M. le rapporteur nous a expliqué que la loi sur la presse constitue un tout,
que l'ensemble des délits de presse figurent dans cette loi, que ceux qui
veulent savoir ce qui est éventuellement défendu à la presse, qu'elle soit
écrite ou qu'elle soit audiovisuelle, doivent se reporter à la loi de 1881 et
que l'on ne comprendrait pas que l'on fasse figurer des sanctions en matière de
presse dans le code pénal.
Nous estimons souvent - c'était le cas, je le crois, j'en suis même sûr de la
commission des lois - que l'idéal serait que toutes les sanctions pénales
figurent dans le code pénal, et pas ailleurs. C'est ce que nous avions dit
lorsque nous avions réformé le code pénal. Il n'empêche, chaque fois que nous
sommes saisis d'un projet de loi, nous constatons que le texte contient des
sanctions qui ne sont pas placées dans le code pénal. C'est ce qui fait qu'il
est toujours aussi difficile de s'y retrouver.
Tant que, en effet, toutes les sanctions pénales ne seront pas réunies dans le
code pénal, j'adhère quant à moi à la philosophie de la commission des affaires
culturelles et de son rapporteur pour dire qu'il faut laisser ces sanctions-là
dans la loi de 1881.
En revanche, il ne faudrait pas mettre dans la loi de 1881 des délits qui
n'auraient rien à voir avec la presse. Et c'est le cas de la réalisation de
sondages d'opinion portant sur la culpabilité d'une personne mise en examen,
notamment. En effet, et cela justifie notre sous-amendement, la réalisation
d'un sondage, ce n'est pas la presse qui s'en charge, ce sont des organismes
particuliers.
M. Michel Charasse.
Cela peut ne pas être la presse, mais pas toujours !
M. Michel Dreyfus-Schmidt.
Ce n'est pas la presse qui réalise les sondages d'opinion.
M. Michel Charasse.
C'est elle qui les commande !
M. Michel Dreyfus-Schmidt.
Je ne trahis aucun secret - on a pu le lire dans le bulletin des commissions -
en disant que M. le rapporteur n'était, personnellement, pas tellement partisan
de sanctionner la réalisation de sondages au motif qu'on ne peut pas de toute
façon les diffuser.
La majorité et même la quasi-unanimité de la commission a été d'un avis
différent, en disant que la réalisation d'un sondage peut influencer le
commentaire, même si le sondage n'est pas diffusé en tant que tel.

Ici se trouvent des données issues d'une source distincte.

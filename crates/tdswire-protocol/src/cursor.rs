//! Resumable read cursor over a borrowed byte slice.
//!
//! Decoders take a `&mut Cursor` and advance it as they read. When the
//! slice ends early they return [`DecodeError::NeedMoreData`] with the
//! buffer length that would let the read succeed. The caller keeps its
//! original offset, appends bytes, and builds a fresh cursor to retry; no
//! decoder holds state between attempts.

use crate::error::{DecodeError, DecodeResult, ProtocolError};

/// Read position over a byte slice.
#[derive(Debug, Clone, Copy)]
pub struct Cursor<'a> {
    buf: &'a [u8],
    pos: usize,
}

macro_rules! read_le {
    ($($name:ident => $ty:ty),* $(,)?) => {
        $(
            #[doc = concat!("Read a little-endian `", stringify!($ty), "`.")]
            pub fn $name(&mut self) -> DecodeResult<$ty> {
                let bytes = self.read_array::<{ size_of::<$ty>() }>()?;
                Ok(<$ty>::from_le_bytes(bytes))
            }
        )*
    };
}

impl<'a> Cursor<'a> {
    /// Create a cursor at the start of `buf`.
    #[must_use]
    pub const fn new(buf: &'a [u8]) -> Self {
        Self { buf, pos: 0 }
    }

    /// Bytes consumed so far.
    #[must_use]
    pub const fn position(&self) -> usize {
        self.pos
    }

    /// Bytes left to read.
    #[must_use]
    pub const fn remaining(&self) -> usize {
        self.buf.len() - self.pos
    }

    /// Whether every byte has been consumed.
    #[must_use]
    pub const fn is_empty(&self) -> bool {
        self.remaining() == 0
    }

    fn need(&self, n: usize) -> DecodeResult<()> {
        if self.remaining() < n {
            return Err(DecodeError::NeedMoreData {
                required: self.pos + n,
            });
        }
        Ok(())
    }

    /// Borrow the next `n` bytes and advance past them.
    pub fn read_bytes(&mut self, n: usize) -> DecodeResult<&'a [u8]> {
        self.need(n)?;
        let out = &self.buf[self.pos..self.pos + n];
        self.pos += n;
        Ok(out)
    }

    /// Read exactly `N` bytes into an array.
    pub fn read_array<const N: usize>(&mut self) -> DecodeResult<[u8; N]> {
        let bytes = self.read_bytes(N)?;
        let mut out = [0u8; N];
        out.copy_from_slice(bytes);
        Ok(out)
    }

    /// Advance `n` bytes without reading them.
    pub fn skip(&mut self, n: usize) -> DecodeResult<()> {
        self.need(n)?;
        self.pos += n;
        Ok(())
    }

    /// Read one byte.
    pub fn read_u8(&mut self) -> DecodeResult<u8> {
        self.need(1)?;
        let b = self.buf[self.pos];
        self.pos += 1;
        Ok(b)
    }

    read_le! {
        read_i8 => i8,
        read_u16_le => u16,
        read_i16_le => i16,
        read_u32_le => u32,
        read_i32_le => i32,
        read_u64_le => u64,
        read_i64_le => i64,
        read_f32_le => f32,
        read_f64_le => f64,
    }

    /// Read a big-endian `u16`.
    pub fn read_u16_be(&mut self) -> DecodeResult<u16> {
        Ok(u16::from_be_bytes(self.read_array()?))
    }

    /// Read a big-endian `u32`.
    pub fn read_u32_be(&mut self) -> DecodeResult<u32> {
        Ok(u32::from_be_bytes(self.read_array()?))
    }

    /// Read an unsigned little-endian integer `width` bytes wide (at most 8).
    pub fn read_uint_le(&mut self, width: usize) -> DecodeResult<u64> {
        debug_assert!(width <= 8);
        let bytes = self.read_bytes(width)?;
        Ok(bytes
            .iter()
            .rev()
            .fold(0u64, |acc, &b| (acc << 8) | u64::from(b)))
    }

    /// Read `chars` UTF-16LE code units as a string.
    pub fn read_utf16(&mut self, chars: usize) -> DecodeResult<String> {
        let bytes = self.read_bytes(chars * 2)?;
        decode_utf16(bytes)
    }

    /// Read a string with a 1-byte character count.
    pub fn read_b_varchar(&mut self) -> DecodeResult<String> {
        let chars = self.read_u8()? as usize;
        self.read_utf16(chars)
    }

    /// Read a string with a 2-byte character count.
    pub fn read_us_varchar(&mut self) -> DecodeResult<String> {
        let chars = self.read_u16_le()? as usize;
        self.read_utf16(chars)
    }

    /// Read a byte string with a 1-byte length.
    pub fn read_b_varbyte(&mut self) -> DecodeResult<&'a [u8]> {
        let len = self.read_u8()? as usize;
        self.read_bytes(len)
    }

    /// Read a byte string with a 2-byte length.
    pub fn read_us_varbyte(&mut self) -> DecodeResult<&'a [u8]> {
        let len = self.read_u16_le()? as usize;
        self.read_bytes(len)
    }

    /// Split off a sub-cursor over the next `n` bytes.
    ///
    /// Used for length-prefixed tokens: the sub-cursor can never read past
    /// the declared length, and any shortfall inside it is a malformed
    /// token rather than a request for more input.
    pub fn sub(&mut self, n: usize) -> DecodeResult<Cursor<'a>> {
        Ok(Cursor::new(self.read_bytes(n)?))
    }
}

/// Decode UTF-16LE bytes into a `String`.
pub fn decode_utf16(bytes: &[u8]) -> DecodeResult<String> {
    if bytes.len() % 2 != 0 {
        return Err(ProtocolError::InvalidUtf16.into());
    }
    let units = bytes
        .chunks_exact(2)
        .map(|pair| u16::from_le_bytes([pair[0], pair[1]]));
    char::decode_utf16(units)
        .collect::<Result<String, _>>()
        .map_err(|_| ProtocolError::InvalidUtf16.into())
}

/// Turn an underrun inside a length-delimited sub-cursor into a protocol
/// error. The enclosing length was already satisfied, so asking for more
/// input would never help.
pub(crate) fn bounded<T>(field: &'static str, result: DecodeResult<T>) -> DecodeResult<T> {
    result.map_err(|e| match e {
        DecodeError::NeedMoreData { .. } => ProtocolError::InvalidField {
            field,
            reason: "declared length too short".into(),
        }
        .into(),
        other => other,
    })
}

La commission a donc voulu que l'on maintienne la sanction de la réalisation,
et je croyais avoir compris - M. le rapporteur nous dira ce qu'il en est -
qu'elle avait estimé que l'interdiction de réaliser le sondage d'opinion devait
être prévue dans le code pénal.
C'est ce à quoi tend notre sous-amendement puisqu'il n'y a pas eu d'amendement
de la commission. Je ne doute pas que M. le rapporteur veuille bien, en ce qui
le concerne, donner un avis favorable à ce sous-amendement, qui consiste donc,
puisque vous voulez laisser dans la loi de 1881 ce qui concerne la presse, à
mettre dans le code pénal ce qui ne concerne pas la presse.
M. le président.
Je suis saisi à l'instant d'un sous-amendement n° 282, présenté par M.
Charasse et tendant, dans le deuxième alinéa du II du texte proposé par
l'amendement n° 71 pour l'article 38
bis
inséré dans la loi du 29
juillet 1881 sur la liberté de la presse, à remplacer les mots : « membres du
public » par le mot : « citoyens ».
La parole est à M. Charasse.
M. Michel Charasse.
Je n'ai rien à ajouter ! Je ne sais pas ce que cela veut dire « membres du
public ».
M. le président.
La parole est à M. Dreyfus-Schmidt, pour défendre l'amendement n° 238.
M. Michel Dreyfus-Schmidt.
Dans le texte présenté par l'article 22 pour l'article 226-30-1 du code pénal,
il est prévu qu'est puni le fait de diffuser « l'image d'une personne
identifiée ou identifiable mise en cause à l'occasion d'une procédure pénale et
n'ayant pas "encore" fait l'objet d'un jugement de condamnation, faisant
apparaître que cette personne porte des menottes ou entraves ».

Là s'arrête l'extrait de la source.